Este orden surgiría de hecho poco después con la creación de la ONU y todas las convenciones y tratados que siguieron para evitar la repetición de tales atrocidades. La propia OTAN no sólo se creó contra la Unión Soviética. También se creó contra Alemania. El embrión de este orden internacional había surgido tras la Primera Guerra Mundial con la creación de la Sociedad de Naciones y, aunque ésta quedó en gran medida arruinada por el expansionismo nazi, fue en nombre de sus principios que la Alemania derrotada fue considerada un Estado paria.
Como predijo Jaspers, «el mundo desconfiará de nosotros durante mucho tiempo» (2000: 10); y añadió que eso era lo que caracterizaba la condición de Estado paria. El orden creado en 1948 ha sido subvertido desde 1991 (el fin de la Unión Soviética) por el país que lo encabezó, Estados Unidos. Es en nombre de este orden que Israel corre el riesgo de convertirse en un Estado paria. Si este orden se derrumba, lo que venga después pertenece al reino de la máxima incertidumbre.
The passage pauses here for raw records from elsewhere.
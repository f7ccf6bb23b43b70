//! Game state aggregate and its pure tick transition.

use std::collections::{HashSet, VecDeque};

use snake_core::{
    Cell, ConfigError, Direction, Event, GameConfig, GameOverReason, GameSnapshot, GameStatus,
    GridSize,
};
use snake_system_collision::{detect, Collision};
use snake_system_food::{FoodPlacementError, FoodPlacer};
use thiserror::Error;
use tracing::{debug, info};

/// Reasons a hand-built [`GameState`] is rejected.
#[derive(Clone, Copy, Debug, PartialEq, Eq, Error)]
pub enum StateError {
    /// A snake needs at least one cell.
    #[error("snake must contain at least one cell")]
    EmptySnake,
    /// A snake cell lies outside the grid.
    #[error("snake cell {0:?} lies outside the grid")]
    OutOfBounds(Cell),
    /// A cell appears twice in the snake.
    #[error("snake occupies {0:?} more than once")]
    DuplicateCell(Cell),
    /// Food cannot be placed outside the grid or on the snake.
    #[error("food cannot be placed at {0:?}")]
    InvalidFood(Cell),
}

/// Result of a pure tick: the successor state plus what happened.
#[derive(Clone, Debug, PartialEq, Eq)]
pub struct Transition {
    /// State after the tick.
    pub state: GameState,
    /// Events produced by the tick, in order.
    pub events: Vec<Event>,
}

/// Everything that describes one game in progress.
#[derive(Clone, Debug, PartialEq, Eq)]
pub struct GameState {
    grid: GridSize,
    snake: VecDeque<Cell>,
    direction: Direction,
    pending_direction: Option<Direction>,
    food: Option<Cell>,
    score: u32,
    speed_factor: u32,
    paused: bool,
    game_over: Option<GameOverReason>,
}

impl GameState {
    /// Creates the opening state described by `config`.
    pub fn initial(config: &GameConfig, paused: bool) -> Result<Self, ConfigError> {
        let grid = config.validate()?;
        Ok(Self {
            grid,
            snake: config.initial_snake().into(),
            direction: Direction::Right,
            pending_direction: None,
            food: None,
            score: 0,
            speed_factor: 1,
            paused,
            game_over: None,
        })
    }

    /// Creates a running state with an arbitrary snake, head first.
    pub fn with_snake<I>(grid: GridSize, cells: I, direction: Direction) -> Result<Self, StateError>
    where
        I: IntoIterator<Item = Cell>,
    {
        let snake: VecDeque<Cell> = cells.into_iter().collect();
        if snake.is_empty() {
            return Err(StateError::EmptySnake);
        }

        let mut seen = HashSet::with_capacity(snake.len());
        for cell in &snake {
            if !grid.contains(*cell) {
                return Err(StateError::OutOfBounds(*cell));
            }
            if !seen.insert(*cell) {
                return Err(StateError::DuplicateCell(*cell));
            }
        }

        Ok(Self {
            grid,
            snake,
            direction,
            pending_direction: None,
            food: None,
            score: 0,
            speed_factor: 1,
            paused: false,
            game_over: None,
        })
    }

    /// Places food at `cell`, which must be inside the grid and off the snake.
    pub fn with_food(mut self, cell: Cell) -> Result<Self, StateError> {
        if !self.grid.contains(cell) || self.snake.contains(&cell) {
            return Err(StateError::InvalidFood(cell));
        }
        self.food = Some(cell);
        Ok(self)
    }

    /// Overrides the paused flag.
    #[must_use]
    pub fn with_paused(mut self, paused: bool) -> Self {
        self.paused = paused;
        self
    }

    /// Grid the game is played on.
    #[must_use]
    pub const fn grid(&self) -> GridSize {
        self.grid
    }

    /// Snake cells ordered head first.
    #[must_use]
    pub fn snake(&self) -> &VecDeque<Cell> {
        &self.snake
    }

    /// Cell currently occupied by the head.
    #[must_use]
    pub fn head(&self) -> Cell {
        self.snake[0]
    }

    /// Direction currently in effect.
    #[must_use]
    pub const fn direction(&self) -> Direction {
        self.direction
    }

    /// Turn buffered for the next tick.
    #[must_use]
    pub const fn pending_direction(&self) -> Option<Direction> {
        self.pending_direction
    }

    /// Cell holding the food.
    #[must_use]
    pub const fn food(&self) -> Option<Cell> {
        self.food
    }

    /// Number of food items eaten.
    #[must_use]
    pub const fn score(&self) -> u32 {
        self.score
    }

    /// Tick rate multiplier, never below one.
    #[must_use]
    pub const fn speed_factor(&self) -> u32 {
        self.speed_factor
    }

    /// Whether ticks are currently suspended by the player.
    #[must_use]
    pub const fn is_paused(&self) -> bool {
        self.paused
    }

    /// Whether the game has ended.
    #[must_use]
    pub const fn is_game_over(&self) -> bool {
        self.game_over.is_some()
    }

    /// Why the game ended, once it has.
    #[must_use]
    pub const fn game_over_reason(&self) -> Option<GameOverReason> {
        self.game_over
    }

    /// Externally visible state machine status.
    #[must_use]
    pub const fn status(&self) -> GameStatus {
        if self.game_over.is_some() {
            GameStatus::GameOver
        } else if self.paused {
            GameStatus::Paused
        } else {
            GameStatus::Running
        }
    }

    /// Copies the state into an owned snapshot for renderers.
    #[must_use]
    pub fn snapshot(&self) -> GameSnapshot {
        GameSnapshot {
            snake: self.snake.iter().copied().collect(),
            direction: self.direction,
            food: self.food,
            score: self.score,
            speed_factor: self.speed_factor,
            status: self.status(),
            game_over_reason: self.game_over,
        }
    }

    /// Computes the state one tick later without touching `self`.
    ///
    /// Paused and finished games come back unchanged with no events.
    #[must_use]
    pub fn tick(&self, food_placer: &mut FoodPlacer) -> Transition {
        let mut events = Vec::new();
        if self.status() != GameStatus::Running {
            return Transition {
                state: self.clone(),
                events,
            };
        }

        let mut next = self.clone();
        if let Some(direction) = next.pending_direction.take() {
            next.direction = direction;
            debug!(?direction, "turn applied");
            events.push(Event::DirectionApplied { direction });
        }

        let next_head = next.head().step(next.direction);
        let eating = next.food == Some(next_head);

        if let Some(collision) = detect(next.grid, &next.snake, next_head, eating) {
            let reason = match collision {
                Collision::Wall => GameOverReason::Wall,
                Collision::SelfIntersection => GameOverReason::SelfCollision,
            };
            next.finish(reason, &mut events);
            return Transition {
                state: next,
                events,
            };
        }

        next.snake.push_front(next_head);
        if eating {
            next.score = next.score.saturating_add(1);
            next.food = None;
        } else {
            let _ = next.snake.pop_back();
        }
        events.push(Event::SnakeAdvanced {
            head: next_head,
            grew: eating,
        });
        if eating {
            debug!(cell = ?next_head, score = next.score, "food eaten");
            events.push(Event::FoodEaten {
                cell: next_head,
                score: next.score,
            });
        }

        if next.food.is_none() {
            match food_placer.place(&next.snake, next.grid) {
                Ok(cell) => {
                    next.food = Some(cell);
                    events.push(Event::FoodPlaced { cell });
                }
                Err(FoodPlacementError::BoardFull { .. }) => {
                    events.push(Event::BoardFull);
                    next.finish(GameOverReason::BoardFull, &mut events);
                }
            }
        }

        Transition {
            state: next,
            events,
        }
    }

    /// Buffers a turn for the next tick unless it reverses the current heading.
    ///
    /// The buffer holds one entry; a later request overwrites an earlier one.
    pub fn queue_direction(&mut self, direction: Direction, out_events: &mut Vec<Event>) {
        if self.is_game_over() {
            return;
        }

        if direction.is_opposite(self.direction) {
            out_events.push(Event::DirectionRejected {
                requested: direction,
                current: self.direction,
            });
            return;
        }

        self.pending_direction = Some(direction);
        out_events.push(Event::DirectionQueued { direction });
    }

    /// Pauses or resumes the game. Finished games ignore the request.
    pub fn set_paused(&mut self, paused: bool, out_events: &mut Vec<Event>) {
        if self.is_game_over() || self.paused == paused {
            return;
        }
        self.paused = paused;
        out_events.push(Event::PauseChanged { paused });
    }

    /// Adds `delta` to the speed factor, clamping at one.
    pub fn change_speed(&mut self, delta: i32, out_events: &mut Vec<Event>) {
        let requested = i64::from(self.speed_factor) + i64::from(delta);
        let speed_factor = u32::try_from(requested.max(1)).unwrap_or(u32::MAX);
        if speed_factor == self.speed_factor {
            return;
        }
        self.speed_factor = speed_factor;
        out_events.push(Event::SpeedChanged { speed_factor });
    }

    fn finish(&mut self, reason: GameOverReason, events: &mut Vec<Event>) {
        self.game_over = Some(reason);
        info!(?reason, score = self.score, "game over");
        events.push(Event::GameOver {
            reason,
            score: self.score,
        });
    }
}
Con la complicidad de EEUU, Israel se está asestando a sí mismo un golpe potencialmente fatal.
¿Victoria o derrota?
La segunda cuestión se refiere al significado político de la acción militar de Israel en Gaza. Alemania fue considerada un Estado paria porque fue derrotada. En 1938, el Times de Londres publicó una carta abierta de Churchill a Hitler en la que Churchill, entre otras cosas, escribía: «Si Inglaterra hubiera sufrido un desastre comparable al que sufrió Alemania en 1918, rogaría a Dios que nos enviara un hombre con su fuerza de mente y voluntad [la de Hitler]» (2000: 88). ¿Está Israel ganando esta guerra o está siendo derrotado? En el campo de batalla es difícil responder, pero a juicio de la comunidad internacional, ya se puede concluir que Israel ha sido moralmente derrotado.
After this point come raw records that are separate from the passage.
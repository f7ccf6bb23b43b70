use std::collections::HashSet;

use rand::{Rng, SeedableRng};
use rand_chacha::ChaCha8Rng;
use snake_core::{Cell, Command, Direction, Event, GameConfig, GameOverReason, GameStatus, GridSize};
use snake_system_food::FoodPlacer;
use snake_world::{self as world, query, GameState, World};

fn cells(coords: &[(i32, i32)]) -> Vec<Cell> {
    coords.iter().map(|&(x, y)| Cell::new(x, y)).collect()
}

fn running_default() -> GameState {
    GameState::initial(&GameConfig::default(), false).expect("default config is valid")
}

#[test]
fn plain_move_shifts_every_segment() {
    let state = running_default();
    let mut placer = FoodPlacer::new(1);

    let transition = state.tick(&mut placer);

    let expected: Vec<Cell> = (7..=16).rev().map(|x| Cell::new(x, 5)).collect();
    let snake: Vec<Cell> = transition.state.snake().iter().copied().collect();
    assert_eq!(snake, expected);
    assert_eq!(transition.state.score(), 0);
    assert_eq!(
        transition.events[0],
        Event::SnakeAdvanced {
            head: Cell::new(16, 5),
            grew: false
        }
    );
}

#[test]
fn eating_grows_the_snake_and_replaces_food() {
    let state = running_default()
        .with_food(Cell::new(16, 5))
        .expect("food off the snake");
    let mut placer = FoodPlacer::new(1);

    let transition = state.tick(&mut placer);
    let next = &transition.state;

    assert_eq!(next.snake().len(), 11);
    assert_eq!(next.head(), Cell::new(16, 5));
    assert_eq!(next.snake().back().copied(), Some(Cell::new(6, 5)));
    assert_eq!(next.score(), 1);

    let food = next.food().expect("new food placed");
    assert!(!next.snake().contains(&food), "{food:?} placed on the snake");
    assert_eq!(
        transition.events,
        vec![
            Event::SnakeAdvanced {
                head: Cell::new(16, 5),
                grew: true
            },
            Event::FoodEaten {
                cell: Cell::new(16, 5),
                score: 1
            },
            Event::FoodPlaced { cell: food },
        ]
    );
}

#[test]
fn tick_leaves_the_input_state_untouched() {
    let state = running_default();
    let before = state.clone();
    let mut placer = FoodPlacer::new(1);

    let _ = state.tick(&mut placer);

    assert_eq!(state, before);
}

#[test]
fn turn_through_a_corner() {
    let grid = GridSize::new(5, 5);
    let state = GameState::with_snake(grid, cells(&[(1, 1), (1, 2), (1, 3)]), Direction::Up)
        .expect("valid snake")
        .with_food(Cell::new(4, 4))
        .expect("food off the snake");
    let mut placer = FoodPlacer::new(1);

    let mut state = state.tick(&mut placer).state;
    assert_eq!(
        state.snake().iter().copied().collect::<Vec<_>>(),
        cells(&[(1, 0), (1, 1), (1, 2)])
    );

    let mut events = Vec::new();
    state.queue_direction(Direction::Left, &mut events);
    let transition = state.tick(&mut placer);

    assert_eq!(
        transition.state.snake().iter().copied().collect::<Vec<_>>(),
        cells(&[(0, 0), (1, 0), (1, 1)])
    );
    assert_eq!(transition.state.direction(), Direction::Left);
    assert_eq!(transition.state.pending_direction(), None);
    assert_eq!(
        transition.events[0],
        Event::DirectionApplied {
            direction: Direction::Left
        }
    );
}

#[test]
fn reversal_is_rejected() {
    let mut state = running_default();
    let mut events = Vec::new();

    state.queue_direction(Direction::Left, &mut events);

    assert_eq!(state.pending_direction(), None);
    assert_eq!(
        events,
        vec![Event::DirectionRejected {
            requested: Direction::Left,
            current: Direction::Right
        }]
    );
}

#[test]
fn latest_queued_direction_wins() {
    let mut state = running_default();
    let mut events = Vec::new();

    state.queue_direction(Direction::Up, &mut events);
    state.queue_direction(Direction::Down, &mut events);

    assert_eq!(state.pending_direction(), Some(Direction::Down));
}

#[test]
fn reversal_is_judged_against_the_current_direction() {
    let mut state = running_default();
    let mut events = Vec::new();

    state.queue_direction(Direction::Up, &mut events);
    state.queue_direction(Direction::Left, &mut events);

    assert_eq!(
        state.pending_direction(),
        Some(Direction::Up),
        "left still reverses the current heading"
    );
}

#[test]
fn leaving_the_right_edge_ends_the_game() {
    let grid = GridSize::new(60, 40);
    let state = GameState::with_snake(grid, cells(&[(59, 5), (58, 5)]), Direction::Right)
        .expect("valid snake");
    let mut placer = FoodPlacer::new(1);

    let transition = state.tick(&mut placer);

    assert_eq!(transition.state.status(), GameStatus::GameOver);
    assert_eq!(
        transition.state.game_over_reason(),
        Some(GameOverReason::Wall)
    );
    assert_eq!(
        transition.state.snake(),
        state.snake(),
        "the snake must not move on a fatal tick"
    );
    assert_eq!(
        transition.events,
        vec![Event::GameOver {
            reason: GameOverReason::Wall,
            score: 0
        }]
    );
}

#[test]
fn leaving_the_top_edge_ends_the_game() {
    let grid = GridSize::new(4, 4);
    let state =
        GameState::with_snake(grid, cells(&[(2, 0)]), Direction::Up).expect("valid snake");
    let mut placer = FoodPlacer::new(1);

    let transition = state.tick(&mut placer);

    assert_eq!(
        transition.state.game_over_reason(),
        Some(GameOverReason::Wall)
    );
}

#[test]
fn running_into_the_body_ends_the_game() {
    let grid = GridSize::new(6, 6);
    let state = GameState::with_snake(
        grid,
        cells(&[(1, 1), (2, 1), (2, 2), (1, 2), (0, 2)]),
        Direction::Down,
    )
    .expect("valid snake");
    let mut placer = FoodPlacer::new(1);

    let transition = state.tick(&mut placer);

    assert_eq!(
        transition.state.game_over_reason(),
        Some(GameOverReason::SelfCollision)
    );
}

#[test]
fn chasing_the_tail_is_allowed() {
    let grid = GridSize::new(6, 6);
    let state = GameState::with_snake(
        grid,
        cells(&[(1, 1), (2, 1), (2, 2), (1, 2)]),
        Direction::Down,
    )
    .expect("valid snake")
    .with_food(Cell::new(5, 5))
    .expect("food off the snake");
    let mut placer = FoodPlacer::new(1);

    let transition = state.tick(&mut placer);

    assert_eq!(transition.state.status(), GameStatus::Running);
    assert_eq!(transition.state.head(), Cell::new(1, 2));
    assert_eq!(transition.state.snake().len(), 4);
}

#[test]
fn filling_the_board_ends_the_game() {
    let grid = GridSize::new(2, 1);
    let state = GameState::with_snake(grid, cells(&[(0, 0)]), Direction::Right)
        .expect("valid snake")
        .with_food(Cell::new(1, 0))
        .expect("food off the snake");
    let mut placer = FoodPlacer::new(1);

    let transition = state.tick(&mut placer);

    assert_eq!(
        transition.state.game_over_reason(),
        Some(GameOverReason::BoardFull)
    );
    assert_eq!(transition.state.food(), None);
    assert_eq!(
        transition.events,
        vec![
            Event::SnakeAdvanced {
                head: Cell::new(1, 0),
                grew: true
            },
            Event::FoodEaten {
                cell: Cell::new(1, 0),
                score: 1
            },
            Event::BoardFull,
            Event::GameOver {
                reason: GameOverReason::BoardFull,
                score: 1
            },
        ]
    );
}

#[test]
fn paused_and_finished_games_do_not_tick() {
    let mut placer = FoodPlacer::new(1);

    let paused = running_default().with_paused(true);
    let transition = paused.tick(&mut placer);
    assert_eq!(transition.state, paused);
    assert!(transition.events.is_empty());

    let grid = GridSize::new(3, 3);
    let finished = GameState::with_snake(grid, cells(&[(2, 1)]), Direction::Right)
        .expect("valid snake")
        .tick(&mut placer)
        .state;
    assert!(finished.is_game_over());

    let transition = finished.tick(&mut placer);
    assert_eq!(transition.state, finished);
    assert!(transition.events.is_empty());
}

#[test]
fn queued_direction_survives_a_pause() {
    let mut world = World::new(GameConfig::default(), 3).expect("default config is valid");
    let mut events = Vec::new();

    world::apply(
        &mut world,
        Command::QueueDirection {
            direction: Direction::Down,
        },
        &mut events,
    );
    world::apply(&mut world, Command::Tick, &mut events);
    assert_eq!(query::pending_direction(&world), Some(Direction::Down));

    world::apply(&mut world, Command::Play, &mut events);
    world::apply(&mut world, Command::Tick, &mut events);

    assert_eq!(query::direction(&world), Direction::Down);
    assert_eq!(query::snake(&world)[0], Cell::new(15, 6));
}

#[test]
fn pause_and_play_emit_events_once() {
    let mut world = World::new(GameConfig::default(), 3).expect("default config is valid");
    let mut events = Vec::new();

    world::apply(&mut world, Command::Pause, &mut events);
    world::apply(&mut world, Command::Play, &mut events);
    world::apply(&mut world, Command::Play, &mut events);

    assert_eq!(events, vec![Event::PauseChanged { paused: false }]);
    assert_eq!(query::status(&world), GameStatus::Running);
}

#[test]
fn random_play_preserves_invariants() {
    let config = GameConfig {
        board: snake_core::BoardConfig {
            pixel_width: 80,
            pixel_height: 80,
            cell_size: 10,
        },
        initial_snake_length: 2,
        base_tick_interval_ms: 200,
    };
    let mut rng = ChaCha8Rng::seed_from_u64(0xfeed);

    for game in 0..50_u64 {
        let mut world = World::new(config, game).expect("config is valid");
        let mut events = Vec::new();
        world::apply(&mut world, Command::Play, &mut events);

        for _ in 0..400 {
            if query::status(&world) == GameStatus::GameOver {
                break;
            }

            let direction = Direction::ALL[rng.gen_range(0..Direction::ALL.len())];
            world::apply(
                &mut world,
                Command::QueueDirection { direction },
                &mut events,
            );

            let before_len = query::snake(&world).len();
            let before_food = query::food(&world);
            let before_score = query::score(&world);
            world::apply(&mut world, Command::Tick, &mut events);

            let snake = query::snake(&world);
            let unique: HashSet<Cell> = snake.iter().copied().collect();
            assert_eq!(unique.len(), snake.len(), "duplicate cell in {snake:?}");
            if let Some(food) = query::food(&world) {
                assert!(!snake.contains(&food), "food {food:?} on the snake");
            }

            if query::status(&world) == GameStatus::GameOver
                && query::game_over_reason(&world) != Some(GameOverReason::BoardFull)
            {
                assert_eq!(snake.len(), before_len);
                continue;
            }

            let ate = before_food == Some(snake[0]);
            assert_eq!(snake.len(), before_len + usize::from(ate));
            assert_eq!(query::score(&world), before_score + u32::from(ate));
        }
    }
}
El orden internacional erigido en 1948, a pesar de su retórica de valores universales, era un orden imperfecto e injusto. No condenó el colonialismo y, el mismo año en que se creó la ONU y se proclamó la Declaración Universal de los Derechos Humanos, se creó el Estado colonial de Israel y se institucionalizó el sistema del Apartheid en Sudáfrica. A pesar de todo, el nuevo orden abogaba por el reconocimiento de la humanidad como un todo, formado por pueblos, comunidades e individuos dotados de igual dignidad, y por la resolución pacífica de los conflictos. Este lado positivo sigue presente en la mente de algunos dirigentes políticos y en el imaginario de la opinión pública mundial. Testigo de ello es la valiente denuncia de Sudáfrica contra Israel ante la Corte Internacional de Justicia, respaldada por otras denuncias convergentes de otros países. Igualmente valiente fue la declaración del Presidente Lula da Silva el 17 de febrero en la apertura de la 37ª Cumbre de la Unión Africana contra las operaciones militares de Israel en Gaza y todo el revuelo internacional que ha causado.
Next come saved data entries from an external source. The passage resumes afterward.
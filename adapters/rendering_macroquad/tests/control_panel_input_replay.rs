use snake_core::{Direction, GameStatus};
use snake_rendering::ControlAction;
use snake_rendering_macroquad::{gather_frame_input, ControlPanelInputState, KeyboardShortcuts};

fn run_sequence(sequence: &[Option<ControlAction>]) -> Vec<Vec<ControlAction>> {
    let mut state = ControlPanelInputState::default();
    let mut taken = Vec::new();
    for &clicked in sequence {
        taken.push(state.take_actions());
        if let Some(action) = clicked {
            state.register(action);
        }
    }

    // Flush any trailing latched click so the harness observes the final press.
    taken.push(state.take_actions());
    taken
}

#[test]
fn button_clicks_fire_on_the_following_frame() {
    let clicks = [
        None,
        Some(ControlAction::Play),
        None,
        Some(ControlAction::SpeedUp),
        Some(ControlAction::Pause),
        None,
    ];
    let expected = vec![
        vec![],
        vec![],
        vec![ControlAction::Play],
        vec![],
        vec![ControlAction::SpeedUp],
        vec![ControlAction::Pause],
        vec![],
    ];

    let first_run = run_sequence(&clicks);
    let second_run = run_sequence(&clicks);

    assert_eq!(first_run, expected);
    assert_eq!(first_run, second_run);
}

#[test]
fn double_click_within_a_frame_collapses() {
    let mut state = ControlPanelInputState::default();
    state.register(ControlAction::SpeedUp);
    state.register(ControlAction::SpeedUp);
    state.register(ControlAction::SpeedDown);

    assert_eq!(
        state.take_actions(),
        vec![ControlAction::SpeedUp, ControlAction::SpeedDown]
    );
    assert!(state.take_actions().is_empty());
}

#[test]
fn latched_clicks_merge_with_keyboard_input() {
    let mut state = ControlPanelInputState::default();
    state.register(ControlAction::Play);
    let keyboard = KeyboardShortcuts {
        direction: Some(Direction::Up),
        speed_up: true,
        ..KeyboardShortcuts::default()
    };

    let input = gather_frame_input(keyboard, GameStatus::Paused, state.take_actions());

    assert_eq!(
        input.actions,
        vec![ControlAction::Play, ControlAction::SpeedUp]
    );
    assert_eq!(input.direction, Some(Direction::Up));
}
Este orden internacional ha sido violado impunemente por Estados Unidos, y todo apunta a que Israel seguirá su ejemplo, haciendo prevalecer sus intereses. ¿Es posible, en estas condiciones, hablar de derrota? Según Immanuel Kant, la guerra debe llevarse a cabo de tal manera que sea posible la reconciliación al final de las hostilidades (2000: 48). Es bien sabido que Hitler condujo la guerra contraviniendo claramente la sabiduría de Kant. La reconciliación no es posible con un pueblo exterminado o con cadáveres destrozados.
Esta es la forma en que las fuerzas armadas israelíes están conduciendo la guerra en Gaza, cometiendo crímenes de guerra y crímenes contra la humanidad. Seguramente argumentarán que los vencedores prescinden de la reconciliación. Pero en el mundo actual, que se atreve a pensar en la humanidad como un todo y en la igual dignidad de la vida humana, todos somos Palestina. Con esta Palestina en sentido amplio, la reconciliación con Israel nunca será posible, gane o pierda la guerra en el campo de batalla. La gran victoria de Palestina ha sido trasladar el criterio que decide la victoria o la derrota del campo de batalla al campo de la ética internacional. Y en este campo Israel está definitivamente derrotado. Como Jaspers dijo amargamente sobre su país, el mundo desconfiará de Israel durante mucho tiempo.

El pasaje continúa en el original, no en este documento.